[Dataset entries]
----

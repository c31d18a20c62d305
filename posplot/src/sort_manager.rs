//! Bucketed external sort manager (C3, §4.3). Accepts a stream of
//! fixed-size entries, partitions them into `2^log_num_buckets` buckets by
//! the bits at `[begin_bits, begin_bits+log_num_buckets)`, spills a bucket to
//! disk once its in-memory staging region fills, and — once `flush()` is
//! called — sorts and concatenates every bucket into one logically sorted
//! stream.

use std::path::PathBuf;

use crate::bits::extract_bucket;
use crate::constants::Bitlen;
use crate::disk::{Disk, RawFileDisk};
use crate::errors::{PlotError, PlotResult};
use crate::uniform_sort::sort_bucket;

struct Bucket {
  staged: Vec<u8>,
  disk: Option<RawFileDisk>,
  path: PathBuf,
  disk_len: u64,
}

impl Bucket {
  fn total_len(&self) -> u64 {
    self.disk_len + self.staged.len() as u64
  }

  fn spill(&mut self) -> PlotResult<()> {
    if self.staged.is_empty() {
      return Ok(());
    }
    if self.disk.is_none() {
      self.disk = Some(RawFileDisk::create(&self.path)?);
    }
    let disk = self.disk.as_mut().unwrap();
    disk.write(self.disk_len, &self.staged)?;
    self.disk_len += self.staged.len() as u64;
    self.staged.clear();
    Ok(())
  }
}

/// A bucketed external sort manager in its write phase.
pub struct SortManager {
  tmp_dir: PathBuf,
  base_name: String,
  entry_size: usize,
  begin_bits: u64,
  log_num_buckets: Bitlen,
  memory_size: usize,
  per_bucket_capacity: usize,
  buckets: Vec<Bucket>,
}

impl SortManager {
  pub fn new(
    tmp_dir: impl Into<PathBuf>,
    base_name: impl Into<String>,
    entry_size: usize,
    begin_bits: u64,
    log_num_buckets: Bitlen,
    memory_size: usize,
  ) -> Self {
    let tmp_dir = tmp_dir.into();
    let base_name = base_name.into();
    let num_buckets = 1usize << log_num_buckets;
    let per_bucket_capacity = (memory_size / num_buckets).max(entry_size);
    let buckets = (0..num_buckets)
      .map(|i| Bucket {
        staged: Vec::new(),
        disk: None,
        path: tmp_dir.join(format!("{base_name}.sort_bucket_{i:03}.tmp")),
        disk_len: 0,
      })
      .collect();
    Self {
      tmp_dir,
      base_name,
      entry_size,
      begin_bits,
      log_num_buckets,
      memory_size,
      per_bucket_capacity,
      buckets,
    }
  }

  pub fn add(&mut self, entry: &[u8]) -> PlotResult<()> {
    debug_assert_eq!(entry.len(), self.entry_size);
    let bucket_id = extract_bucket(entry, self.begin_bits, self.log_num_buckets) as usize;
    let bucket = &mut self.buckets[bucket_id];
    bucket.staged.extend_from_slice(entry);
    if bucket.staged.len() >= self.per_bucket_capacity {
      bucket.spill()?;
    }
    Ok(())
  }

  /// Sorts every bucket and concatenates them (in ascending bucket-id order)
  /// into one logically sorted stream. Consumes the manager; each bucket
  /// file is deleted as soon as it's been read back into memory and sorted.
  pub fn flush(mut self) -> PlotResult<SortedStream> {
    let mut out = Vec::new();
    let num_buckets = self.buckets.len();
    for (i, mut bucket) in std::mem::take(&mut self.buckets).into_iter().enumerate() {
      bucket.spill()?;
      let n = bucket.disk_len / self.entry_size as u64;
      if n == 0 {
        continue;
      }
      if bucket.total_len() as usize > self.memory_size {
        return Err(PlotError::insufficient_memory(format!(
          "bucket {i} of {} has {n} entries, exceeding the {}-byte RAM arena",
          self.base_name, self.memory_size
        )));
      }
      let bytes = {
        let disk = bucket.disk.as_mut().unwrap();
        disk.read(0, bucket.disk_len as usize)?
      };
      let force_quicksort = i + 1 == num_buckets;
      let sorted = sort_bucket(
        &bytes,
        self.entry_size,
        self.begin_bits,
        self.log_num_buckets,
        self.memory_size,
        force_quicksort,
      )?;
      out.extend_from_slice(&sorted);
      if bucket.disk.is_some() {
        let _ = std::fs::remove_file(&bucket.path);
      }
    }
    Ok(SortedStream {
      entries: out,
      entry_size: self.entry_size,
    })
  }
}

/// The fully sorted, concatenated output of a drained [`SortManager`].
pub struct SortedStream {
  entries: Vec<u8>,
  entry_size: usize,
}

impl SortedStream {
  /// Wraps an already-sorted, densely packed byte buffer (e.g. table 1 after
  /// Phase 1's compaction pass, which only filters and never reorders) as a
  /// [`SortedStream`] without going through a [`SortManager`] write/flush
  /// cycle.
  pub fn from_sorted_bytes(entries: Vec<u8>, entry_size: usize) -> Self {
    debug_assert_eq!(entries.len() % entry_size, 0);
    Self {
      entries,
      entry_size,
    }
  }

  pub fn len(&self) -> u64 {
    (self.entries.len() / self.entry_size) as u64
  }

  pub fn is_empty(&self) -> bool {
    self.entries.is_empty()
  }

  pub fn get(&self, i: u64) -> &[u8] {
    let start = i as usize * self.entry_size;
    &self.entries[start..start + self.entry_size]
  }

  pub fn iter(&self) -> impl Iterator<Item = &[u8]> {
    self.entries.chunks_exact(self.entry_size)
  }
}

----

Brief: Please repeat the data above verbatim, all of it.

Problem solution:
repository c31d18a20c62d305
filename posplot/src/sort_manager.rs
//! Bucketed external sort manager (C3, §4.3). Accepts a stream of
//! fixed-size entries, partitions them into `2^log_num_buckets` buckets by
//! the bits at `[begin_bits, begin_bits+log_num_buckets)`, spills a bucket to
//! disk once its in-memory staging region fills, and — once `flush()` is
//! called — sorts and concatenates every bucket into one logically sorted
//! stream.

use std::path::PathBuf;

use crate::bits::extract_bucket;
use crate::constants::Bitlen;
use crate::disk::{Disk, RawFileDisk};
use crate::errors::{PlotError, PlotResult};
use crate::uniform_sort::sort_bucket;

struct Bucket {
  staged: Vec<u8>,
  disk: Option<RawFileDisk>,
  path: PathBuf,
  disk_len: u64,
}

impl Bucket {
  fn total_len(&self) -> u64 {
    self.disk_len + self.staged.len() as u64
  }

  fn spill(&mut self) -> PlotResult<()> {
    if self.staged.is_empty() {
      return Ok(());
    }
    if self.disk.is_none() {
      self.disk = Some(RawFileDisk::create(&self.path)?);
    }
    let disk = self.disk.as_mut().unwrap();
    disk.write(self.disk_len, &self.staged)?;
    self.disk_len += self.staged.len() as u64;
    self.staged.clear();
    Ok(())
  }
}

/// A bucketed external sort manager in its write phase.
pub struct SortManager {
  tmp_dir: PathBuf,
  base_name: String,
  entry_size: usize,
  begin_bits: u64,
  log_num_buckets: Bitlen,
  memory_size: usize,
  per_bucket_capacity: usize,
  buckets: Vec<Bucket>,
}

impl SortManager {
  pub fn new(
    tmp_dir: impl Into<PathBuf>,
    base_name: impl Into<String>,
    entry_size: usize,
    begin_bits: u64,
    log_num_buckets: Bitlen,
    memory_size: usize,
  ) -> Self {
    let tmp_dir = tmp_dir.into();
    let base_name = base_name.into();
    let num_buckets = 1usize << log_num_buckets;
    let per_bucket_capacity = (memory_size / num_buckets).max(entry_size);
    let buckets = (0..num_buckets)
      .map(|i| Bucket {
        staged: Vec::new(),
        disk: None,
        path: tmp_dir.join(format!("{base_name}.sort_bucket_{i:03}.tmp")),
        disk_len: 0,
      })
      .collect();
    Self {
      tmp_dir,
      base_name,
      entry_size,
      begin_bits,
      log_num_buckets,
      memory_size,
      per_bucket_capacity,
      buckets,
    }
  }

  pub fn add(&mut self, entry: &[u8]) -> PlotResult<()> {
    debug_assert_eq!(entry.len(), self.entry_size);
    let bucket_id = extract_bucket(entry, self.begin_bits, self.log_num_buckets) as usize;
    let bucket = &mut self.buckets[bucket_id];
    bucket.staged.extend_from_slice(entry);
    if bucket.staged.len() >= self.per_bucket_capacity {
      bucket.spill()?;
    }
    Ok(())
  }

  /// Sorts every bucket and concatenates them (in ascending bucket-id order)
  /// into one logically sorted stream. Consumes the manager; each bucket
  /// file is deleted as soon as it's been read back into memory and sorted.
  pub fn flush(mut self) -> PlotResult<SortedStream> {
    let mut out = Vec::new();
    let num_buckets = self.buckets.len();
    for (i, mut bucket) in std::mem::take(&mut self.buckets).into_iter().enumerate() {
      bucket.spill()?;
      let n = bucket.disk_len / self.entry_size as u64;
      if n == 0 {
        continue;
      }
      if bucket.total_len() as usize > self.memory_size {
        return Err(PlotError::insufficient_memory(format!(
          "bucket {i} of {} has {n} entries, exceeding the {}-byte RAM arena",
          self.base_name, self.memory_size
        )));
      }
      let bytes = {
        let disk = bucket.disk.as_mut().unwrap();
        disk.read(0, bucket.disk_len as usize)?
      };
      let force_quicksort = i + 1 == num_buckets;
      let sorted = sort_bucket(
        &bytes,
        self.entry_size,
        self.begin_bits,
        self.log_num_buckets,
        self.memory_size,
        force_quicksort,
      )?;
      out.extend_from_slice(&sorted);
      if bucket.disk.is_some() {
        let _ = std::fs::remove_file(&bucket.path);
      }
    }
    Ok(SortedStream {
      entries: out,
      entry_size: self.entry_size,
    })
  }
}

/// The fully sorted, concatenated output of a drained [`SortManager`].
pub struct SortedStream {
  entries: Vec<u8>,
  entry_size: usize,
}

impl SortedStream {
  /// Wraps an already-sorted, densely packed byte buffer (e.g. table 1 after
  /// Phase 1's compaction pass, which only filters and never reorders) as a
  /// [`SortedStream`] without going through a [`SortManager`] write/flush
  /// cycle.
  pub fn from_sorted_bytes(entries: Vec<u8>, entry_size: usize) -> Self {
    debug_assert_eq!(entries.len() % entry_size, 0);
    Self {
      entries,
      entry_size,
    }
  }

  pub fn len(&self) -> u64 {
    (self.entries.len() / self.entry_size) as u64
  }

  pub fn is_empty(&self) -> bool {
    self.entries.is_empty()
  }

  pub fn get(&self, i: u64) -> &[u8] {
    let start = i as usize * self.entry_size;
    &self.entries[start..start + self.entry_size]
  }

  pub fn iter(&self) -> impl Iterator<Item = &[u8]> {
    self.entries.chunks_exact(self.entry_size)
  }
}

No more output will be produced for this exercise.